TLDR
- Bitcoin ETFs saw massive outflows, with Grayscale’s Bitcoin Mini Trust losing over $318 million in a single session.
- BlackRock’s IBIT and Fidelity’s FBTC experienced large withdrawals, totaling $256 million and $120 million, respectively.
- The outflows reflect a broader trend of risk aversion as investors pull back from high-beta assets amid rising market uncertainty.
- Market analysts suggest that reduced liquidity and increased volatility are key factors driving the large-scale redemptions.
- Bitcoin’s price dropped 6.4% to around $96,956, with analysts warning of further volatility in the short term.
Bitcoin ETFs have experienced massive outflows amid a sharp downturn in crypto markets. Investors have withdrawn significant amounts, particularly from Grayscale’s Bitcoin Mini Trust, which saw over $318 million in withdrawals in a single session. This selloff comes amid broader market uncertainty.

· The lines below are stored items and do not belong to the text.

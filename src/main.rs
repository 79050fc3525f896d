use clap::{Parser, Subcommand};
use rock_git::api::{Bridge, Request};
use rock_git::config::{Config, ConfigError};
use rock_git::{AppResult, GitApi, JsonDocumentStore, RepositoryCoordinator, logging};
use serde::Serialize;
use std::path::PathBuf;
use std::process::ExitCode;
use std::sync::Arc;
use tokio::io::BufReader;

#[derive(Debug, Parser)]
#[command(name = "rock-git", version, about = "Status, history and sync for local git repositories")]
struct Cli {
    /// Config file [default: ~/.config/rock/config.toml]
    #[arg(long, global = true)]
    config: Option<PathBuf>,

    /// Data file, overrides [data].path
    #[arg(long, global = true)]
    data: Option<PathBuf>,

    #[command(subcommand)]
    command: Commands,
}

#[derive(Debug, Subcommand)]
enum Commands {
    /// Check that a path is inside a git working tree
    Verify { path: PathBuf },
    /// Branch, ahead/behind and changed files
    Status { path: PathBuf },
    /// Recent commits, newest first
    Log {
        path: PathBuf,
        #[arg(short = 'n', long)]
        limit: Option<usize>,
    },
    /// Local and remote-tracking branches
    Branches { path: PathBuf },
    /// Checked-out branch name (empty when detached)
    CurrentBranch { path: PathBuf },
    /// Stage the given files (if any) and commit
    Commit {
        path: PathBuf,
        #[arg(short, long)]
        message: String,
        files: Vec<String>,
    },
    Push { path: PathBuf },
    Pull { path: PathBuf },
    Fetch { path: PathBuf },
    /// Check out an existing branch
    SwitchBranch { path: PathBuf, branch: String },
    /// Create a branch and check it out
    CreateBranch { path: PathBuf, branch: String },
    /// Clone a repository into a new directory
    Clone { url: String, destination: PathBuf },
    /// URL of the origin remote (empty if there is none)
    RemoteUrl { path: PathBuf },
    /// Manage tracked repositories
    Repos {
        #[command(subcommand)]
        command: RepoCommands,
    },
    /// Answer JSON requests on stdin, one per line
    Serve,
    /// Write a config file with default values
    InitConfig {
        /// Overwrite an existing file
        #[arg(long)]
        force: bool,
    },
}

#[derive(Debug, Subcommand)]
enum RepoCommands {
    /// Show tracked repositories
    List,
    /// Track the working tree at PATH
    Add { path: PathBuf },
    /// Stop tracking a repository
    Remove { id: String },
    /// Status of every tracked repository
    Refresh,
    /// Fetch every tracked repository
    Fetch,
}

impl Commands {
    fn into_request(self) -> Option<Request> {
        let request = match self {
            Commands::Verify { path } => Request::VerifyRepo { repo_path: path },
            Commands::Status { path } => Request::Status { repo_path: path },
            Commands::Log { path, limit } => Request::Log {
                repo_path: path,
                limit,
            },
            Commands::Branches { path } => Request::Branches { repo_path: path },
            Commands::CurrentBranch { path } => Request::CurrentBranch { repo_path: path },
            Commands::Commit {
                path,
                message,
                files,
            } => Request::Commit {
                repo_path: path,
                message,
                files,
            },
            Commands::Push { path } => Request::Push { repo_path: path },
            Commands::Pull { path } => Request::Pull { repo_path: path },
            Commands::Fetch { path } => Request::Fetch { repo_path: path },
            Commands::SwitchBranch { path, branch } => Request::SwitchBranch {
                repo_path: path,
                branch,
            },
            Commands::CreateBranch { path, branch } => Request::CreateBranch {
                repo_path: path,
                branch_name: branch,
            },
            Commands::Clone { url, destination } => Request::CloneRepository {
                url,
                destination_path: destination,
            },
            Commands::RemoteUrl { path } => Request::RemoteUrl { repo_path: path },
            Commands::Repos { .. } | Commands::Serve | Commands::InitConfig { .. } => {
                return None;
            }
        };
        Some(request)
    }
}

fn load_config(path: Option<&PathBuf>) -> AppResult<Config> {
    let config = match path {
        Some(path) => Config::load_from(path)?,
        None => match Config::load() {
            Ok(config) => config,
            Err(ConfigError::DirectoryNotFound) => Config::default_config(),
            Err(e) => return Err(e.into()),
        },
    };
    Ok(config)
}

fn init_config(path: Option<&PathBuf>, force: bool) -> AppResult<()> {
    let target = match path {
        Some(path) => path.clone(),
        None => Config::config_path()?,
    };

    if target.exists() && !force {
        eprintln!("{} already exists (use --force to overwrite)", target.display());
        return Ok(());
    }

    let config = Config::default_config();
    match path {
        Some(path) => config.save_to(path)?,
        None => config.save()?,
    }
    println!("Wrote {}", target.display());
    Ok(())
}

fn print_json<T: Serialize>(value: &T) -> AppResult<()> {
    println!("{}", serde_json::to_string_pretty(value)?);
    Ok(())
}

async fn run_repos(
    command: RepoCommands,
    coordinator: RepositoryCoordinator,
    store: &JsonDocumentStore,
) -> AppResult<()> {
    match command {
        RepoCommands::List => print_json(&store.list_repositories().await),
        RepoCommands::Add { path } => {
            let path = std::path::absolute(&path)?;
            let repo = coordinator.register(&path).await?;
            if !store.add_repository(repo.clone()).await? {
                eprintln!("Already tracking {}", path.display());
                return Ok(());
            }
            print_json(&repo)
        }
        RepoCommands::Remove { id } => {
            if !store.remove_repository(&id).await? {
                eprintln!("No tracked repository with id {}", id);
            }
            Ok(())
        }
        RepoCommands::Refresh => {
            let repos = store.list_repositories().await;
            print_json(&coordinator.refresh_all(&repos).await)
        }
        RepoCommands::Fetch => {
            let repos = store.list_repositories().await;
            let fetched = coordinator.fetch_all(&repos).await;
            store.record_fetched(&fetched).await?;
            print_json(&fetched)
        }
    }
}

async fn run(cli: Cli) -> AppResult<()> {
    if let Commands::InitConfig { force } = cli.command {
        return init_config(cli.config.as_ref(), force);
    }

    let config = load_config(cli.config.as_ref())?;
    logging::init(&config.logging.level);

    let git = GitApi::new(Arc::new(config.executor())).with_log_limit(config.git.log_limit);
    let data_path = match cli.data {
        Some(path) => path,
        None => config.data_path()?,
    };
    let store = Arc::new(JsonDocumentStore::new(data_path));

    match cli.command {
        Commands::Serve => {
            let bridge = Bridge::new(git, store);
            bridge
                .serve(BufReader::new(tokio::io::stdin()), tokio::io::stdout())
                .await
        }
        Commands::Repos { command } => {
            run_repos(command, RepositoryCoordinator::new(git), &store).await
        }
        command => {
            let Some(request) = command.into_request() else {
                return Ok(());
            };
            let value = Bridge::new(git, store).handle(request).await?;
            if value.is_null() {
                return Ok(());
            }
            print_json(&value)
        }
    }
}

#[tokio::main]
async fn main() -> ExitCode {
    let cli = Cli::parse();

    match run(cli).await {
        Ok(()) => ExitCode::SUCCESS,
        Err(e) => {
            eprintln!("Error: {}", e);
            ExitCode::FAILURE
        }
    }
}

Grayscale’s Bitcoin Mini Trust Suffers Major Redemptions
Grayscale’s Bitcoin Mini Trust saw the largest outflow, with $318 million leaving the fund in a single session. The wave of redemptions followed a broader trend across multiple Bitcoin ETFs. BlackRock’s IBIT and Fidelity’s FBTC also reported large withdrawals, totaling $256 million and $120 million, respectively.
Investors appear to be pulling back amid rising market volatility. Kronos Research’s CIO, Vincent Liu, said this reflects a “risk-off reset.” Liu added that such moves are typical when liquidity decreases and volatility spikes.
Bitcoin ETF Outflows Reflect Broader Risk Aversion
Other Bitcoin ETFs, such as those from Ark/21Shares, Bitwise, VanEck, Invesco, Valkyrie, and Franklin Templeton, also saw substantial outflows. The combined impact marks the second-largest outflow day for Bitcoin ETFs on record. Only the February 25, 2025 event surpassed this in size, with over $1.14 billion withdrawn.
Presto Research’s Min Jung pointed to rising concerns around Federal Reserve policy and economic signals. She described the current trend as a “broad de-risking across markets.” Investors are shifting to safer assets amid signs the U.S. economy is slowing.
The outflows coincided with a sharp decline in Bitcoin’s price, which dropped by 6.4%. Bitcoin fell to around $96,956 early Friday, with analysts noting increased forced liquidations. Justin d’Anethan of Arctic Digital called the $92,000 to $95,000 range a “logical support” but warned of further volatility.
Analysts believe that Bitcoin’s price could test the lower $90,000s if this support level breaks. Some investors may find these lower levels attractive for long-term entry. However, experts caution that the market remains highly volatile due to ongoing uncertainty.
The ongoing outflows reflect the broader shift in investor sentiment toward risk aversion. The Federal Reserve’s policy path remains a critical factor for Bitcoin ETFs moving forward. Market observers note that investors’ preference for safe positions may persist as the likelihood of a Fed rate cut diminishes.
As of now, the odds of a Federal Reserve rate cut in December stand at 52.1%. This has added further pressure on Bitcoin ETFs, already grappling with increased market volatility. Despite the downturn, analysts say the structural demand for Bitcoin remains.